An example of one such tool offered to miners is WhatsOnChain

As blockchain development becomes more widespread, it has become increasingly important to offer tools and applications to miners so that they can interact as efficiently as possible to enable seamless reading and writing.

This was unpacked in more detail during a panel at the recent London Blockchain Conference. The panel was hosted by financial journalist Victoria Scholar and included:

WhatsOnChain – A real-time explorer tool

An example of one such tool offered to miners is WhatsOnChain, which provides real-time BSV blockchain Explorer and enterprise-grade blockchain services. WhatsOnChain was the very first BSV block explorer and its beauty is in its ability to provide more succinct data in an easy-to-use package that is worthy of global attention.

Using WhatsOnChain is straightforward.

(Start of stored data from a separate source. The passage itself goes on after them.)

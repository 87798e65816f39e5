//! Event hub implementation.
//!
//! Provides [`EventHub`], a synchronous in-process hub with per-event
//! listener lists, `once` listeners, optional history and a broadcast tap
//! for async observers.

use parking_lot::RwLock;
use serde_json::Value;
use std::collections::{HashMap, VecDeque};
use std::time::Instant;
use tokio::sync::broadcast;

use super::{Emission, Hub, HubConfig, Listener, Scope, SubscriptionId};
use crate::error::HubError;

/// A listener attached to one event name
#[derive(Clone)]
struct Subscriber {
    id: SubscriptionId,
    listener: Listener,
    scope: Scope,
    once: bool,
}

/// Emission with timestamp for history
#[derive(Debug, Clone)]
struct TimestampedEmission {
    emission: Emission,
    timestamp: Instant,
}

/// In-process event hub
///
/// Listeners run on the emitting thread, in the order they were added.
/// The listener list is snapshotted before dispatch, so listeners may
/// subscribe, unsubscribe or emit while being invoked. Listeners whose weak
/// scope has been dropped are skipped and pruned.
pub struct EventHub {
    /// Listeners keyed by event name
    listeners: RwLock<HashMap<String, Vec<Subscriber>>>,
    /// Broadcast channel sender for async observers
    sender: broadcast::Sender<Emission>,
    /// Emission history (optional)
    history: RwLock<VecDeque<TimestampedEmission>>,
    /// Configuration
    config: HubConfig,
}
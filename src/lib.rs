//! # event-registry
//!
//! Attach event capabilities to arbitrary objects and blueprints so that all
//! of them share one event hub:
//! - `register` a blueprint, an object, or a collection of them
//! - registered targets gain `on`, `bind` and `emit`
//! - listeners run with the registered object as their scope
//!
//! ## Architecture
//!
//! 1. **event-registry-core** - Hub contract, `EventHub`, registrar
//! 2. **event-registry** - Logging setup and the demo binary

pub use event_registry_core::{error, hub, registrar};

pub use event_registry_core::{
    augment, AnyTarget, Blueprint, CapabilitySlot, ConfigError, Emission, Error, EventHub,
    Evented, Hub, HubConfig, HubError, IntoAnyTarget, Listener, Object, Prototype, Registrable,
    Registry, RegistryError, Result, Scope, SubscriptionId, Surface, Target,
};

/// Library version
pub const VERSION: &str = env!("CARGO_PKG_VERSION");

/// Build date (set at compile time)
pub const BUILD_DATE: &str = env!("BUILD_DATE");

/// Initialize logging with the default configuration
///
/// Sets up structured logging with:
/// - Console output with pretty formatting
/// - RUST_LOG environment variable support
pub fn init_logging() -> anyhow::Result<()> {
    use tracing_subscriber::fmt;
    use tracing_subscriber::prelude::*;
    use tracing_subscriber::EnvFilter;

    let env_filter = EnvFilter::try_from_default_env().unwrap_or_else(|_| EnvFilter::new("info"));

    let fmt_layer = fmt::layer()
        .with_writer(std::io::stdout)
        .with_target(true)
        .with_level(true)
        .with_line_number(true)
        .pretty();

    tracing_subscriber::registry()
        .with(env_filter)
        .with(fmt_layer)
        .try_init()?;

    Ok(())
}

With just a piece of information, like a transaction ID or a wallet address, you can effortlessly retrieve comprehensive details about the corresponding transaction, including information about when and by whom the data was mined.

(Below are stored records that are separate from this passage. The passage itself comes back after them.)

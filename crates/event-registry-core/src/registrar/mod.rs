//! # Registrar Module
//!
//! Attaches the `{on, bind, emit}` capabilities to blueprints, objects, or
//! collections of them, so that all of them delegate to one hub.
//!
//! ## Overview
//!
//! - [`Registry`] wraps a hub and exposes `register`
//! - Each registration builds a fresh [`Surface`] closed over that hub
//! - Blueprints receive the surface on their shared [`Prototype`]; objects
//!   receive it in their own slot
//! - Registering again replaces the surface; the most recent registration wins
//!
//! ## Usage
//!
//! ```rust,ignore
//! use event_registry_core::{Blueprint, EventHub, Evented, Registry};
//!
//! struct Person { name: String }
//!
//! let registry = Registry::new(EventHub::new());
//! let people = Blueprint::<Person>::new();
//! registry.register(&people);
//!
//! let me = people.construct(Person { name: "Steven".into() });
//! me.on("greet", |this, _args| {
//!     // `this` is `me` unless an explicit scope was given
//!     Ok(())
//! })?;
//! me.emit("greet", &[])?;
//! ```

mod object;
mod surface;
mod target;

pub use object::*;
pub use surface::*;
pub use target::*;

use std::ops::Deref;
use std::sync::Arc;

use crate::error::RegistryError;
use crate::hub::Hub;

/// A hub augmented with target registration
pub struct Registry<H: Hub> {
    hub: Arc<H>,
}

impl<H: Hub> Registry<H> {
    /// Augment a hub
    pub fn new(hub: H) -> Self {
        Self::from_shared(Arc::new(hub))
    }

    /// Augment a hub that is already shared
    pub fn from_shared(hub: Arc<H>) -> Self {
        Self { hub }
    }

    /// The underlying hub
    pub fn hub(&self) -> &Arc<H> {
        &self.hub
    }

    /// Register a blueprint, an object, or a collection of them
    ///
    /// Every non-collection target receives its own fresh surface.
    pub fn register(&self, target: impl Into<Target>) {
        self.install(&target.into());
    }

    /// Register a single blueprint or object
    pub fn register_one(&self, target: impl Into<Target>) {
        self.register(target);
    }

    /// Register every target of an iterator
    pub fn register_many<I, T>(&self, targets: I)
    where
        I: IntoIterator<Item = T>,
        T: Into<Target>,
    {
        self.install(&Target::many(targets));
    }

    /// Register a value whose type is only known at runtime
    ///
    /// Fails with [`RegistryError::InvalidTarget`] naming the rejected type,
    /// in which case nothing is installed.
    pub fn register_any<V: IntoAnyTarget>(&self, value: V) -> Result<(), RegistryError> {
        let target = Target::classify(value).inspect_err(|err| {
            tracing::warn!("Registration rejected: {}", err);
        })?;
        tracing::trace!(kind = target.label(), targets = target.len(), "Classified target");
        self.install(&target);
        Ok(())
    }

    fn install(&self, target: &Target) {
        match target {
            Target::Blueprint(prototype) => {
                let replaced = prototype
                    .slot()
                    .install(Surface::bound_to(Arc::clone(&self.hub)));
                tracing::debug!(
                    subject = prototype.name(),
                    replaced = replaced.is_some(),
                    "Registered blueprint"
                );
            }
            Target::Instance(object) => {
                let replaced = object
                    .capability_slot()
                    .install(Surface::bound_to(Arc::clone(&self.hub)));
                tracing::debug!(
                    subject = object.type_label(),
                    replaced = replaced.is_some(),
                    "Registered object"
                );
            }
            Target::Collection(items) => {
                for item in items.iter().rev() {
                    self.install(item);
                }
            }
        }
    }
}

impl<H: Hub> Clone for Registry<H> {
    fn clone(&self) -> Self {
        Self {
            hub: Arc::clone(&self.hub),
        }
    }
}

impl<H: Hub> Deref for Registry<H> {
    type Target = H;

    fn deref(&self) -> &H {
        &self.hub
    }
}

impl<H: Hub + std::fmt::Debug> std::fmt::Debug for Registry<H> {
    fn fmt(&self, f: &mut std::fmt::Formatter<'_>) -> std::fmt::Result {
        f.debug_struct("Registry").field("hub", &self.hub).finish()
    }
}

/// Augment a hub with registration
pub fn augment<H: Hub>(hub: H) -> Registry<H> {
    Registry::new(hub)
}

#[cfg(test)]
mod tests {
    use super::*;
    use crate::hub::{EventHub, Scope};
    use serde_json::Value;
    use std::sync::atomic::{AtomicUsize, Ordering};
    use std::sync::Mutex;

    struct Person {
        name: &'static str,
    }

    #[test]
    fn test_register_blueprint_installs_on_prototype() {
        let registry = Registry::new(EventHub::new());
        let people = Blueprint::<Person>::new();
        let before = people.construct(Person { name: "early" });

        registry.register(&people);

        assert!(people.is_registered());
        let after = people.construct(Person { name: "late" });
        assert!(before.resolve_surface().is_some());
        assert!(after.resolve_surface().is_some());
        assert!(!after.capability_slot().is_installed());
    }

    #[test]
    fn test_default_scope_is_the_instance() {
        let registry = Registry::new(EventHub::new());
        let people = Blueprint::<Person>::new();
        registry.register(&people);

        let a = people.construct(Person { name: "a" });
        let b = people.construct(Person { name: "b" });
        let seen = Arc::new(Mutex::new(Vec::new()));

        let s = seen.clone();
        a.on("hello", move |this, _| {
            let person = this.downcast::<Object<Person>>().expect("person scope");
            s.lock().unwrap().push(person.name);
            Ok(())
        })
        .unwrap();

        assert_eq!(b.emit("hello", &[]).unwrap(), 1);
        assert_eq!(*seen.lock().unwrap(), vec!["a"]);
        assert_eq!(registry.listener_count("hello"), 1);
    }

    #[test]
    fn test_each_target_gets_fresh_surface() {
        let registry = Registry::new(EventHub::new());
        let a = Object::new(Person { name: "a" });
        let b = Object::new(Person { name: "b" });

        registry.register_many([&a, &b]);

        let sa = a.resolve_surface().unwrap();
        let sb = b.resolve_surface().unwrap();
        assert!(!sa.ptr_eq(&sb));
    }

    #[test]
    fn test_register_any_rejects_and_installs_nothing() {
        let registry = Registry::new(EventHub::new());
        let a = Object::new(Person { name: "a" });
        let erased: Arc<dyn Registrable> = a.clone();

        let err = registry
            .register_any(vec![AnyTarget::new(erased), AnyTarget::new(42u8)])
            .unwrap_err();

        assert_eq!(err, RegistryError::InvalidTarget { type_name: "u8" });
        assert!(!a.capability_slot().is_installed());
    }

    #[test]
    fn test_register_any_accepts_erased_object() {
        let registry = Registry::new(EventHub::new());
        let a = Object::new(Person { name: "a" });
        let erased: Arc<dyn Registrable> = a.clone();

        registry.register_any(erased).unwrap();
        assert!(a.capability_slot().is_installed());
    }

    #[test]
    fn test_register_any_accepts_typed_targets() {
        let registry = Registry::new(EventHub::new());
        let a = Object::new(Person { name: "a" });
        let people = Blueprint::<Person>::new();

        registry.register_any(a.clone()).unwrap();
        registry.register_any(people.clone()).unwrap();

        assert!(a.capability_slot().is_installed());
        assert!(people.is_registered());
        assert!(people.construct(Person { name: "b" }).emit("noop", &[]).is_ok());
    }

    #[test]
    fn test_register_any_accepts_boxed_collection() {
        let registry = Registry::new(EventHub::new());
        let a = Object::new(Person { name: "a" });
        let erased: Arc<dyn Registrable> = a.clone();
        let items: Vec<Box<dyn std::any::Any + Send + Sync>> = vec![Box::new(erased)];

        registry.register_any(items).unwrap();
        assert!(a.capability_slot().is_installed());
    }

    #[test]
    fn test_hub_level_emit_reaches_target_listeners() {
        let registry = Registry::new(EventHub::new());
        let a = Object::new(Person { name: "a" });
        registry.register_one(&a);

        let counter = Arc::new(AtomicUsize::new(0));
        let c = counter.clone();
        a.bind("ping", move |this: &Scope, _: &[Value]| {
            assert!(this.is::<Object<Person>>());
            c.fetch_add(1, Ordering::SeqCst);
            Ok(())
        })
        .unwrap();

        registry.emit("ping", &[]).unwrap();
        assert_eq!(counter.load(Ordering::SeqCst), 1);
    }
}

Simply input the information into the search bar, and you’ll receive a prompt response in less than a second. Additionally, WhatsOnChain provides a clear overview of the miners, their activities, and the size of the mined blocks.

Offering more through ARC

Another important tool, ARC, allows applications to use a clearly defined interface that reliably validates transactions, provides clear feedback, a less complex submission path, and re-submit capability for transactions that were erroneously rejected or evicted by the node. ARC covers the basic service of a standardised transaction submission and will be available open-source for miners to adopt and build on.

ARC is designed to connect to every mining node on the network and includes peering logic, retry logic for transaction tracking, transaction validation, and an API for clients. It also calculates Merkle paths for broadcasted transactions. ARC’s microservices include the API server, validator (with the ability to scale for increased workload), metamorph for managing changing transaction statuses, and a peer manager to handle connections.

Additionally, ARC stores a new format of blocks containing transaction IDs rather than full transaction data. This architecture aims to enhance transaction reliability and efficiency in the Bitcoin network. ARC consists of four microservices: the API, Metamorph, BlockTX and Callbacker.

JungleBus

Finally, the conversation turned to JungleBus. JungleBus is a highly optimised, proprietary light node for BSV with a focus on ingesting mempool and on-chain data, indexing it for various specifications, and allowing clients (typically apps) to subscribe to sets and subsets of data while ignoring everything they don’t need from the rest of the blockchain.

JungleBus is also unique because it is run by the Gorilla Pool mining pool – meaning The company operating the node and its services are motivated by financial incentives. As a transaction processor, they are already responsible for running and maintaining the node software. Consequently, offering a parallel service using data they already handle is a logical decision. The previously flawed approach had a minimal chance of success because the companies were running the node for a purpose unrelated to its intended use.